Além disso, as atividades de saúde respondiam por 3,9 milhões de postos de trabalho (4,3% do total do país), sendo a maior parte deles (2,6 milhões) com vínculo formal, e pagavam um rendimento médio anual de R$ 15,9 mil. Do total das despesas relacionadas com bens e serviços de saúde, a administração pública respondeu por 38,8%; as famílias, por 60,2%; e as instituições sem fins lucrativos a serviço das famílias, 1%. Dos gastos das famílias, os mais importantes foram aqueles com consultas, serviços médicos em geral e medicamentos. A saúde pública foi a principal despesa de consumo final das administrações públicas (passou de 2,4% a 2,6% do PIB, entre 2000 e 2005). Afora isso, a administração pública também tem despesas com serviços de atendimento hospitalar e outros serviços relacionados com atenção à saúde – serviços mercantis que o governo adquire para oferecer gratuitamente às famílias.


Isso justifica o gasto com a saúde pública?

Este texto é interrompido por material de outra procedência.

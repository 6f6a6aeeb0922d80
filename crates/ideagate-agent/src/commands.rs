use anyhow::{bail, Context, Result};
use serde::Serialize;
use std::path::Path;
use std::sync::Arc;
use tracing::{info, warn};

use ideagate_calibrate::{AnchorBuilder, PassDecisionEngine, PatternCatalog, PatternSelector};
use ideagate_common::{CriticScore, GateConfig, Pattern, Story, StoryDraft};
use ideagate_llm::{ChatBackend, HttpEmbeddingProvider, LlmCritic, OpenAiCompatibleBackend};
use ideagate_novelty::{NoveltyChecker, NoveltyIndex};
use ideagate_refine::score_panel;

use crate::cli::{Cli, Commands};
use crate::runtime::{build_call_log, load_patterns, load_records};

fn print_json<T: Serialize>(value: &T) -> Result<()> {
    println!("{}", serde_json::to_string_pretty(value)?);
    Ok(())
}

fn find<'a>(patterns: &'a [Pattern], id: &str) -> Result<&'a Pattern> {
    patterns
        .iter()
        .find(|p| p.id == id)
        .with_context(|| format!("unknown pattern '{id}'"))
}

pub async fn run(cli: Cli, config: GateConfig) -> Result<()> {
    let patterns_path = cli.patterns.as_deref();
    match cli.command {
        Commands::Novelty { idea } => novelty(&config, cli.records.as_deref(), &idea).await,
        Commands::Verdict { pattern, scores } => verdict(&config, patterns_path, &pattern, &scores),
        Commands::Anchors { pattern, global } => anchors(&config, patterns_path, pattern.as_deref(), global),
        Commands::Select => select(&config, patterns_path),
        Commands::Score { story, pattern } => score(&config, patterns_path, &story, &pattern).await,
    }
}

async fn novelty(config: &GateConfig, records: Option<&Path>, idea: &str) -> Result<()> {
    let index = NoveltyIndex::from_records(load_records(config, records)?)?;
    let provider = HttpEmbeddingProvider::from_config(&config.provider, &config.logging)?
        .with_call_log(build_call_log(&config.logging));
    let checker = NoveltyChecker::new(Arc::new(provider), Arc::new(index), &config.novelty);
    let report = checker.check(idea).await?;
    if report.is_degraded() {
        warn!(reason = report.unavailable_reason.as_deref().unwrap_or(""), "Novelty report is degraded");
    }
    print_json(&report)
}

fn verdict(config: &GateConfig, patterns: Option<&Path>, pattern_id: &str, scores: &[f64]) -> Result<()> {
    let patterns = load_patterns(config, patterns)?;
    let pattern = find(&patterns, pattern_id)?;
    let engine = PassDecisionEngine::new(config, &patterns)?;
    let scores: Vec<CriticScore> = scores
        .iter()
        .enumerate()
        .map(|(i, &raw)| CriticScore::new(format!("critic-{}", i + 1), raw, ""))
        .collect();
    print_json(&engine.evaluate(pattern, &scores))
}

fn anchors(config: &GateConfig, patterns: Option<&Path>, pattern_id: Option<&str>, global: bool) -> Result<()> {
    let patterns = load_patterns(config, patterns)?;
    let builder = AnchorBuilder::new(&config.calibration, config.pass.min_pattern_papers);
    let set = match (pattern_id, global) {
        (_, true) => builder.build_global(&patterns)?,
        (Some(id), false) => builder.build(find(&patterns, id)?)?,
        (None, false) => bail!("pass --pattern <id> or --global"),
    };
    print_json(&set)
}

fn select(config: &GateConfig, patterns: Option<&Path>) -> Result<()> {
    let patterns = load_patterns(config, patterns)?;
    print_json(&PatternSelector::new(&config.selection).select(&patterns))
}

async fn score(config: &GateConfig, patterns: Option<&Path>, story_path: &Path, pattern_id: &str) -> Result<()> {
    let patterns = load_patterns(config, patterns)?;
    let engine = PassDecisionEngine::new(config, &patterns)?;
    let catalog = PatternCatalog::new(patterns);
    let pattern = catalog
        .get(pattern_id)
        .with_context(|| format!("unknown pattern '{pattern_id}'"))?;

    let story: Story = serde_json::from_str(
        &std::fs::read_to_string(story_path).with_context(|| format!("reading {}", story_path.display()))?,
    )?;
    let draft = StoryDraft::new(story, pattern_id);

    let backend: Arc<dyn ChatBackend> = Arc::new(
        OpenAiCompatibleBackend::from_config(&config.provider, &config.logging)?
            .with_call_log(build_call_log(&config.logging)),
    );
    let critics = LlmCritic::panel(backend, &config.critic);
    let scores = score_panel(&critics, &draft, pattern).await?;
    info!(n = scores.len(), "Critic panel finished");
    print_json(&engine.evaluate(pattern, &scores))
}
//! Novelty mode: what to do when refinement on the chosen pattern runs out.
//!
//! The story is retried on other selected patterns. A pass on any of them
//! wins outright. Otherwise the draft the novelty critic rated highest is
//! accepted when its score clears the configured threshold.

use serde::{Deserialize, Serialize};
use std::sync::Arc;
use tracing::{info, instrument, warn};

use ideagate_calibrate::{PatternCatalog, PatternSelector};
use ideagate_common::config::{NoveltyModeConfig, SelectionConfig};
use ideagate_common::{Result, Story, StoryDraft};

use crate::engine::{RefinementEngine, RefinementOutcome};

#[derive(Debug, Clone, Copy, PartialEq, Eq, Serialize, Deserialize)]
#[serde(rename_all = "snake_case")]
pub enum NoveltyModeDecision {
    /// Some attempt passed the regular decision rule.
    Passed,
    /// No attempt passed; the best novelty-rated draft cleared the threshold.
    AcceptedOnNovelty,
    GaveUp,
}

#[derive(Debug, Clone, Serialize, Deserialize)]
pub struct PatternAttempt {
    pub pattern_id: String,
    pub outcome: RefinementOutcome,
    /// Raw score of the novelty critic on the last scored draft.
    pub novelty_score: Option<f64>,
}

#[derive(Debug, Clone, Serialize, Deserialize)]
pub struct NoveltyModeOutcome {
    pub decision: NoveltyModeDecision,
    /// In the order tried; the first is the requested pattern.
    pub attempts: Vec<PatternAttempt>,
    /// Index into `attempts` of the accepted draft.
    pub selected: Option<usize>,
}

impl NoveltyModeOutcome {
    pub fn accepted(&self) -> Option<&PatternAttempt> {
        self.selected.and_then(|i| self.attempts.get(i))
    }
}

pub struct NoveltyModeRunner {
    cfg: NoveltyModeConfig,
    engine: Arc<RefinementEngine>,
    catalog: Arc<PatternCatalog>,
    selector: PatternSelector,
}

impl NoveltyModeRunner {
    pub fn new(
        cfg: &NoveltyModeConfig,
        selection: &SelectionConfig,
        engine: Arc<RefinementEngine>,
        catalog: Arc<PatternCatalog>,
    ) -> Self {
        // One slot more than the retry budget, since the requested pattern may be among them.
        let selection = SelectionConfig {
            select_pattern_count: cfg.max_patterns + 1,
            ..selection.clone()
        };
        Self {
            cfg: cfg.clone(),
            engine,
            catalog,
            selector: PatternSelector::new(&selection),
        }
    }

    #[instrument(skip(self, story), fields(max_patterns = self.cfg.max_patterns, threshold = self.cfg.score_threshold))]
    pub async fn run(&self, story: Story, pattern_id: &str) -> Result<NoveltyModeOutcome> {
        let first = self.attempt(story.clone(), pattern_id).await?;
        if first.outcome.passed() {
            return Ok(NoveltyModeOutcome {
                decision: NoveltyModeDecision::Passed,
                attempts: vec![first],
                selected: Some(0),
            });
        }

        let mut attempts = vec![first];
        let retries: Vec<String> = self
            .selector
            .select(self.catalog.patterns())
            .into_iter()
            .map(|s| s.pattern_id)
            .filter(|id| id != pattern_id)
            .take(self.cfg.max_patterns)
            .collect();
        info!(exhausted = pattern_id, retries = ?retries, "Entering novelty mode");

        for id in &retries {
            let attempt = self.attempt(story.clone(), id).await?;
            let passed = attempt.outcome.passed();
            attempts.push(attempt);
            if passed {
                info!(pattern = %id, "Novelty mode retry passed");
                return Ok(NoveltyModeOutcome {
                    decision: NoveltyModeDecision::Passed,
                    selected: Some(attempts.len() - 1),
                    attempts,
                });
            }
        }

        let best = attempts
            .iter()
            .enumerate()
            .filter_map(|(i, a)| a.novelty_score.map(|s| (i, s)))
            .fold(None, |best: Option<(usize, f64)>, (i, s)| match best {
                Some((_, b)) if b >= s => best,
                _ => Some((i, s)),
            });

        match best {
            Some((i, score)) if score >= self.cfg.score_threshold => {
                info!(pattern = %attempts[i].pattern_id, score, "Accepted on novelty");
                Ok(NoveltyModeOutcome {
                    decision: NoveltyModeDecision::AcceptedOnNovelty,
                    attempts,
                    selected: Some(i),
                })
            }
            _ => {
                warn!(
                    tried = attempts.len(),
                    best = ?best.map(|(_, s)| s),
                    "No draft cleared the novelty threshold"
                );
                Ok(NoveltyModeOutcome {
                    decision: NoveltyModeDecision::GaveUp,
                    attempts,
                    selected: None,
                })
            }
        }
    }

    async fn attempt(&self, story: Story, pattern_id: &str) -> Result<PatternAttempt> {
        let outcome = self.engine.run(StoryDraft::new(story, pattern_id)).await?;
        let novelty_score = outcome
            .last_verdict()
            .and_then(|v| v.samples.iter().find(|s| s.critic_id == self.cfg.critic_id))
            .map(|s| s.raw_score);
        Ok(PatternAttempt { pattern_id: pattern_id.to_string(), outcome, novelty_score })
    }
}
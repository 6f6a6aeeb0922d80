//! Chat-completion backend trait and the OpenAI-compatible HTTP implementation.
//!
//! The gate talks to a single hosted endpoint (SiliconFlow by default) that
//! speaks the OpenAI `/chat/completions` dialect. Critics and revisers only
//! see the `ChatBackend` trait, so tests substitute scripted backends.

use async_trait::async_trait;
use secrecy::{ExposeSecret, SecretString};
use serde::{Deserialize, Serialize};
use std::sync::Arc;
use std::time::{Duration, Instant};
use thiserror::Error;

use ideagate_common::config::{LoggingConfig, ProviderConfig};

use crate::call_log::{record_best_effort, CallKind, CallLog, ProviderCall, TracingCallLog};

// ── Error ─────────────────────────────────────────────────────────────────────

#[derive(Debug, Error)]
pub enum LlmError {
    #[error("HTTP error: {0}")]
    Http(#[from] reqwest::Error),
    #[error("Serialization error: {0}")]
    Serde(#[from] serde_json::Error),
    #[error("Backend unavailable: {0}")]
    Unavailable(String),
    #[error("API error [{status}]: {message}")]
    ApiError { status: u16, message: String },
}

// ── Request / Response ────────────────────────────────────────────────────────

#[derive(Debug, Clone, Serialize, Deserialize)]
pub struct Message {
    pub role: String, // "system" | "user" | "assistant"
    pub content: String,
}

impl Message {
    pub fn system(content: impl Into<String>) -> Self {
        Self { role: "system".into(), content: content.into() }
    }

    pub fn user(content: impl Into<String>) -> Self {
        Self { role: "user".into(), content: content.into() }
    }

    pub fn assistant(content: impl Into<String>) -> Self {
        Self { role: "assistant".into(), content: content.into() }
    }
}

#[derive(Debug, Clone, Serialize, Deserialize)]
pub struct LlmRequest {
    pub messages: Vec<Message>,
    pub model: Option<String>,
    pub max_tokens: Option<u32>,
    pub temperature: Option<f32>,
}

impl LlmRequest {
    pub fn new(messages: Vec<Message>) -> Self {
        Self { messages, model: None, max_tokens: None, temperature: None }
    }
}

#[derive(Debug, Clone, Serialize, Deserialize)]
pub struct LlmResponse {
    pub content: String,
    pub model: String,
    pub prompt_tokens: u32,
    pub completion_tokens: u32,
}

// ── Trait ─────────────────────────────────────────────────────────────────────

#[async_trait]
pub trait ChatBackend: Send + Sync {
    async fn complete(&self, req: LlmRequest) -> Result<LlmResponse, LlmError>;
    fn model_id(&self) -> &str;
}

// ── Helpers ──────────────────────────────────────────────────────────────────

fn parse_openai_response(json: &serde_json::Value, fallback_model: &str) -> Result<LlmResponse, LlmError> {
    let content = json["choices"][0]["message"]["content"]
        .as_str()
        .ok_or_else(|| LlmError::Unavailable("response has no choices[0].message.content".into()))?;
    Ok(LlmResponse {
        content: content.to_string(),
        model: json["model"].as_str().unwrap_or(fallback_model).to_string(),
        prompt_tokens: json["usage"]["prompt_tokens"].as_u64().unwrap_or(0) as u32,
        completion_tokens: json["usage"]["completion_tokens"].as_u64().unwrap_or(0) as u32,
    })
}

pub(crate) async fn check_response_status(resp: reqwest::Response) -> Result<serde_json::Value, LlmError> {
    let status = resp.status().as_u16();
    let body: serde_json::Value = resp.json().await?;
    if status >= 400 {
        let msg = body["error"]["message"]
            .as_str()
            .or_else(|| body["message"].as_str())
            .unwrap_or("unknown API error")
            .to_string();
        return Err(LlmError::ApiError { status, message: msg });
    }
    Ok(body)
}

pub(crate) fn build_client(timeout_secs: u64) -> Result<reqwest::Client, reqwest::Error> {
    reqwest::Client::builder()
        .timeout(Duration::from_secs(timeout_secs))
        .build()
}

// ── OpenAI-compatible endpoint ───────────────────────────────────────────────

pub struct OpenAiCompatibleBackend {
    provider: String,
    url: String,
    model: String,
    api_key: Option<SecretString>,
    timeout_secs: u64,
    max_preview_chars: usize,
    call_log: Arc<dyn CallLog>,
    client: reqwest::Client,
}

impl OpenAiCompatibleBackend {
    /// `url` is the full chat-completions endpoint.
    pub fn new(
        provider: impl Into<String>,
        url: impl Into<String>,
        model: impl Into<String>,
        api_key: Option<SecretString>,
        timeout_secs: u64,
    ) -> Result<Self, LlmError> {
        Ok(Self {
            provider: provider.into(),
            url: url.into(),
            model: model.into(),
            api_key,
            timeout_secs,
            max_preview_chars: 20_000,
            call_log: Arc::new(TracingCallLog),
            client: build_client(timeout_secs)?,
        })
    }

    pub fn from_config(provider: &ProviderConfig, logging: &LoggingConfig) -> Result<Self, LlmError> {
        let key = provider.api_key.clone().map(SecretString::from);
        Ok(Self::new(
            provider.name.clone(),
            provider.llm_api_url.clone(),
            provider.llm_model.clone(),
            key,
            provider.chat_timeout_secs,
        )?
        .with_max_preview_chars(logging.log_max_text_chars))
    }

    pub fn with_call_log(mut self, log: Arc<dyn CallLog>) -> Self {
        self.call_log = log;
        self
    }

    pub fn with_max_preview_chars(mut self, n: usize) -> Self {
        self.max_preview_chars = n;
        self
    }

    fn preview(req: &LlmRequest) -> String {
        req.messages
            .iter()
            .map(|m| format!("[{}] {}", m.role, m.content))
            .collect::<Vec<_>>()
            .join("\n")
    }
}

#[async_trait]
impl ChatBackend for OpenAiCompatibleBackend {
    #[tracing::instrument(skip(self, req), fields(provider = %self.provider, model = %self.model))]
    async fn complete(&self, req: LlmRequest) -> Result<LlmResponse, LlmError> {
        let call = ProviderCall::new(
            CallKind::Chat,
            &self.provider,
            &self.url,
            &self.model,
            &Self::preview(&req),
            self.max_preview_chars,
            self.timeout_secs,
            self.api_key.is_none(),
        );

        let Some(key) = &self.api_key else {
            record_best_effort(self.call_log.as_ref(), &call.failed(0, "API key not configured"));
            return Err(LlmError::Unavailable("API key not configured".into()));
        };

        let body = serde_json::json!({
            "model":       req.model.as_deref().unwrap_or(&self.model),
            "messages":    req.messages,
            "max_tokens":  req.max_tokens.unwrap_or(2048),
            "temperature": req.temperature.unwrap_or(0.2),
        });

        let started = Instant::now();
        let result = async {
            let resp = self
                .client
                .post(&self.url)
                .bearer_auth(key.expose_secret())
                .json(&body)
                .send()
                .await?;
            let json = check_response_status(resp).await?;
            parse_openai_response(&json, &self.model)
        }
        .await;
        let latency_ms = started.elapsed().as_millis() as u64;

        match &result {
            Ok(resp) => record_best_effort(self.call_log.as_ref(), &call.succeeded(latency_ms, &resp.content)),
            Err(e) => record_best_effort(self.call_log.as_ref(), &call.failed(latency_ms, e.to_string())),
        }
        result
    }

    fn model_id(&self) -> &str {
        &self.model
    }
}

#[cfg(test)]
mod tests {
    use super::*;
    use crate::call_log::MemoryCallLog;

    #[test]
    fn test_parse_openai_response() {
        let json = serde_json::json!({
            "model": "glm",
            "choices": [{"message": {"content": "{\"score\": 7}"}}],
            "usage": {"prompt_tokens": 10, "completion_tokens": 4}
        });
        let resp = parse_openai_response(&json, "fallback").unwrap();
        assert_eq!(resp.content, "{\"score\": 7}");
        assert_eq!(resp.model, "glm");
        assert_eq!(resp.completion_tokens, 4);
    }

    #[test]
    fn test_parse_openai_response_without_content_fails() {
        let json = serde_json::json!({"choices": []});
        assert!(parse_openai_response(&json, "m").is_err());
    }

    #[tokio::test]
    async fn test_missing_key_is_unavailable_and_logged() {
        let log = Arc::new(MemoryCallLog::new());
        let backend = OpenAiCompatibleBackend::new("test", "http://127.0.0.1:9/v1/chat/completions", "m", None, 5)
            .unwrap()
            .with_call_log(log.clone());
        let err = backend
            .complete(LlmRequest::new(vec![Message::user("hi")]))
            .await
            .unwrap_err();
        assert!(matches!(err, LlmError::Unavailable(_)));
        let calls = log.calls();
        assert_eq!(calls.len(), 1);
        assert!(calls[0].simulated);
        assert!(!calls[0].ok);
    }
}
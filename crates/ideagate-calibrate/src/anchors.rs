//! Calibration anchors derived from a pattern's reference score distribution.
//!
//! An anchor pins a quantile level to the raw score observed at that level,
//! with a confidence reflecting how densely the distribution is sampled
//! around it. Initial anchors come from the configured quantile list; when
//! average confidence is low or linear interpolation between neighbouring
//! anchors misses the empirical quantile curve, extra anchors are inserted
//! inside the worst segment until the loss clears or the anchor budget runs out.

use serde::{Deserialize, Serialize};
use tracing::debug;

use ideagate_common::config::CalibrationConfig;
use ideagate_common::{GateError, Pattern, Result};

use crate::quantile::{band_overlap, quantile_linear, snap_to_grid, sorted_finite, SCORE_EPS};

/// Half-width of the density band around an anchor, as a fraction of the span.
const DENSITY_BAND_FRACTION: f64 = 0.10;

/// Pseudo pattern id used for the combined distribution.
pub const GLOBAL_PATTERN_ID: &str = "__global__";

#[derive(Debug, Clone, PartialEq, Serialize, Deserialize)]
pub struct Anchor {
    pub quantile: f64,
    pub score: f64,
    pub confidence: f64,
    /// Reference scores nearest the anchor, capped by `anchor_max_exemplars`.
    pub exemplars: Vec<f64>,
}

impl Anchor {
    pub fn new(quantile: f64, score: f64, confidence: f64) -> Self {
        Self { quantile, score, confidence, exemplars: Vec::new() }
    }
}

#[derive(Debug, Clone, PartialEq, Serialize, Deserialize)]
#[serde(tag = "kind", rename_all = "snake_case")]
pub enum AnchorSource {
    Pattern { pattern_id: String },
    Global,
    /// Hand-built anchors (tests, imported calibrations).
    Manual,
}

/// Anchors ordered by quantile, strictly increasing in quantile and score.
#[derive(Debug, Clone, PartialEq, Serialize, Deserialize)]
pub struct AnchorSet {
    pub source: AnchorSource,
    anchors: Vec<Anchor>,
    pub sample_count: usize,
    /// Worst segment interpolation loss after densification.
    pub max_segment_loss: f64,
    /// Number of anchors added by densification.
    pub densified: usize,
}

impl AnchorSet {
    /// Build a set from explicit anchors. Fails unless quantiles and scores
    /// are both strictly increasing and every value is finite.
    pub fn from_anchors(source: AnchorSource, anchors: Vec<Anchor>) -> Result<Self> {
        if anchors.is_empty() {
            return Err(GateError::Config("anchor set must not be empty".into()));
        }
        if anchors.iter().any(|a| !a.score.is_finite() || !(0.0..=1.0).contains(&a.quantile)) {
            return Err(GateError::Config("anchors need finite scores and quantiles in [0, 1]".into()));
        }
        let increasing = anchors
            .windows(2)
            .all(|w| w[1].quantile > w[0].quantile && w[1].score > w[0].score);
        if !increasing {
            return Err(GateError::Config(
                "anchors must be strictly increasing in quantile and score".into(),
            ));
        }
        Ok(Self {
            source,
            anchors,
            sample_count: 0,
            max_segment_loss: 0.0,
            densified: 0,
        })
    }

    pub fn anchors(&self) -> &[Anchor] {
        &self.anchors
    }

    pub fn len(&self) -> usize {
        self.anchors.len()
    }

    pub fn is_empty(&self) -> bool {
        self.anchors.is_empty()
    }

    pub fn average_confidence(&self) -> f64 {
        mean_confidence(&self.anchors)
    }

    /// Raw score of the anchor placed at quantile `q`, if there is one.
    pub fn score_at(&self, q: f64) -> Option<f64> {
        self.anchors
            .iter()
            .find(|a| (a.quantile - q).abs() < 1e-6)
            .map(|a| a.score)
    }
}

/// Computes anchor sets for patterns and for the combined corpus.
#[derive(Debug, Clone)]
pub struct AnchorBuilder {
    cfg: CalibrationConfig,
    min_samples: usize,
}

impl AnchorBuilder {
    pub fn new(cfg: &CalibrationConfig, min_samples: usize) -> Self {
        Self { cfg: cfg.clone(), min_samples }
    }

    /// Anchors for one pattern, or `InsufficientData` when the pattern has
    /// fewer reference scores than the configured minimum.
    pub fn build(&self, pattern: &Pattern) -> Result<AnchorSet> {
        let samples = pattern.sample_count();
        if samples < self.min_samples.max(1) {
            return Err(GateError::InsufficientData {
                pattern_id: pattern.id.clone(),
                samples,
                required: self.min_samples.max(1),
            });
        }
        self.build_from_scores(
            &pattern.reference_scores,
            AnchorSource::Pattern { pattern_id: pattern.id.clone() },
        )
    }

    /// Anchors over every pattern's reference scores combined.
    pub fn build_global(&self, patterns: &[Pattern]) -> Result<AnchorSet> {
        let combined: Vec<f64> = patterns
            .iter()
            .flat_map(|p| p.reference_scores.iter().copied())
            .collect();
        let samples = combined.iter().filter(|s| s.is_finite()).count();
        if samples < self.min_samples.max(1) {
            return Err(GateError::InsufficientData {
                pattern_id: GLOBAL_PATTERN_ID.to_string(),
                samples,
                required: self.min_samples.max(1),
            });
        }
        self.build_from_scores(&combined, AnchorSource::Global)
    }

    /// Anchor a raw distribution. No minimum-size check beyond non-empty.
    pub fn build_from_scores(&self, scores: &[f64], source: AnchorSource) -> Result<AnchorSet> {
        let sorted = sorted_finite(scores);
        if sorted.is_empty() {
            return Err(GateError::InsufficientData {
                pattern_id: source_label(&source),
                samples: 0,
                required: 1,
            });
        }

        let mut anchors: Vec<Anchor> = Vec::with_capacity(self.cfg.anchor_max_total);
        for &q in self.cfg.anchor_quantiles.iter().take(self.cfg.anchor_max_initial) {
            let Some(score) = quantile_linear(&sorted, q) else { continue };
            // A run of tied scores keeps its highest quantile.
            if let Some(prev) = anchors.last_mut() {
                if score <= prev.score + SCORE_EPS {
                    prev.quantile = q;
                    continue;
                }
            }
            anchors.push(Anchor::new(q, score, local_confidence(&sorted, score)));
        }

        let initial = anchors.len();
        self.densify(&sorted, &mut anchors);
        let densified = anchors.len() - initial;

        for anchor in &mut anchors {
            anchor.exemplars = nearest_exemplars(&sorted, anchor.score, self.cfg.anchor_max_exemplars);
        }

        let max_segment_loss = segment_losses(&sorted, &anchors, self.cfg.grid_step)
            .into_iter()
            .fold(0.0, f64::max);

        debug!(
            source = %source_label(&source),
            samples = sorted.len(),
            anchors = anchors.len(),
            densified,
            avg_confidence = mean_confidence(&anchors),
            max_segment_loss,
            "Anchors built"
        );

        Ok(AnchorSet {
            source,
            anchors,
            sample_count: sorted.len(),
            max_segment_loss,
            densified,
        })
    }

    fn needs_densify(&self, sorted: &[f64], anchors: &[Anchor]) -> bool {
        let worst = segment_losses(sorted, anchors, self.cfg.grid_step)
            .into_iter()
            .fold(0.0, f64::max);
        mean_confidence(anchors) < self.cfg.densify_min_avg_conf
            || worst > self.cfg.densify_loss_threshold
    }

    /// Insert anchors into the worst segments until the loss and confidence
    /// conditions clear, the budget is used up, or no segment can be split.
    fn densify(&self, sorted: &[f64], anchors: &mut Vec<Anchor>) {
        while anchors.len() < self.cfg.anchor_max_total && self.needs_densify(sorted, anchors) {
            let losses = segment_losses(sorted, anchors, self.cfg.grid_step);
            let mut order: Vec<usize> = (0..losses.len()).collect();
            order.sort_by(|&a, &b| losses[b].total_cmp(&losses[a]));

            let candidate = order
                .iter()
                .find_map(|&i| self.split_segment(sorted, &anchors[i], &anchors[i + 1]));

            match candidate {
                Some(anchor) => {
                    let pos = anchors.partition_point(|a| a.quantile < anchor.quantile);
                    anchors.insert(pos, anchor);
                }
                None => break,
            }
        }
    }

    /// First offset around the segment midpoint that yields an anchor
    /// strictly inside the segment in both quantile and score.
    fn split_segment(&self, sorted: &[f64], lo: &Anchor, hi: &Anchor) -> Option<Anchor> {
        let mid = (lo.quantile + hi.quantile) / 2.0;
        let half = (hi.quantile - lo.quantile) / 2.0;
        self.cfg.densify_offsets.iter().find_map(|offset| {
            let q = snap_to_grid(mid + offset * half, self.cfg.grid_step);
            if q <= lo.quantile + SCORE_EPS || q >= hi.quantile - SCORE_EPS {
                return None;
            }
            let score = quantile_linear(sorted, q)?;
            if score <= lo.score + SCORE_EPS || score >= hi.score - SCORE_EPS {
                return None;
            }
            Some(Anchor::new(q, score, local_confidence(sorted, score)))
        })
    }
}

fn source_label(source: &AnchorSource) -> String {
    match source {
        AnchorSource::Pattern { pattern_id } => pattern_id.clone(),
        AnchorSource::Global => GLOBAL_PATTERN_ID.to_string(),
        AnchorSource::Manual => "manual".to_string(),
    }
}

fn mean_confidence(anchors: &[Anchor]) -> f64 {
    if anchors.is_empty() {
        return 0.0;
    }
    anchors.iter().map(|a| a.confidence).sum::<f64>() / anchors.len() as f64
}

/// Density-based confidence: samples within ±10% of the span around `score`,
/// relative to what a uniform distribution would place there, squashed by
/// r / (1 + r). Uniform density gives 0.5; sparse regions approach 0.
fn local_confidence(sorted: &[f64], score: f64) -> f64 {
    let (min, max) = (sorted[0], sorted[sorted.len() - 1]);
    let span = max - min;
    if span <= SCORE_EPS {
        return 1.0;
    }
    let band = span * DENSITY_BAND_FRACTION;
    let local = sorted.iter().filter(|&&x| (x - score).abs() <= band).count() as f64;
    let expected = sorted.len() as f64 * band_overlap(score, band, min, max) / span;
    if expected <= 0.0 {
        return 0.0;
    }
    let ratio = local / expected;
    ratio / (1.0 + ratio)
}

/// Mean absolute gap, on the quantile grid inside each segment, between the
/// empirical quantile curve and the straight line through the two anchors,
/// normalised by the distribution span.
fn segment_losses(sorted: &[f64], anchors: &[Anchor], grid_step: f64) -> Vec<f64> {
    let span = sorted[sorted.len() - 1] - sorted[0];
    anchors
        .windows(2)
        .map(|w| {
            let (lo, hi) = (&w[0], &w[1]);
            if span <= SCORE_EPS {
                return 0.0;
            }
            let mut total = 0.0;
            let mut count = 0usize;
            let mut step = 1usize;
            loop {
                let q = lo.quantile + step as f64 * grid_step;
                if q >= hi.quantile - SCORE_EPS {
                    break;
                }
                let t = (q - lo.quantile) / (hi.quantile - lo.quantile);
                let interp = lo.score + t * (hi.score - lo.score);
                if let Some(actual) = quantile_linear(sorted, q) {
                    total += (actual - interp).abs();
                    count += 1;
                }
                step += 1;
            }
            if count == 0 { 0.0 } else { total / count as f64 / span }
        })
        .collect()
}

fn nearest_exemplars(sorted: &[f64], score: f64, cap: usize) -> Vec<f64> {
    let mut by_distance: Vec<f64> = sorted.to_vec();
    by_distance.sort_by(|a, b| (a - score).abs().total_cmp(&(b - score).abs()));
    by_distance.truncate(cap);
    by_distance
}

Maria Angélica: A saúde pública, da forma como a apresentamos na publicação, ainda compreende um conjunto heterogêneo de itens, desde serviços de saúde produzidos por estabelecimentos públicos até laboratórios, campanhas de vacinação, distribuição e produção de medicamentos, ações de vigilância em saúde. O próximo desafio do grupo é desmembrar a saúde pública nesses vários componentes, para compararmos, em maior detalhe, o que é produção e despesa pública e o que é produção e despesa privada. Mas um dos aspectos que considero mais importante nesse trabalho é que ele nos dá a visão da saúde, inclusive da saúde pública, como um setor da economia. Essa é uma perspectiva de análise essencial para o gestor público. O sistema de saúde e o SUS, sendo que precisamos muito entender isso, estão inseridos dentro de uma dinâmica econômica que gera muitas ameaças e algumas oportunidades. Poder interpretar esses movimentos e tendências do sistema de saúde como um todo na sua dimensão não apenas política mas econômica, só contribui para o aprimoramento de estratégias para viabilizar e fortalecer cada vez mais o SUS.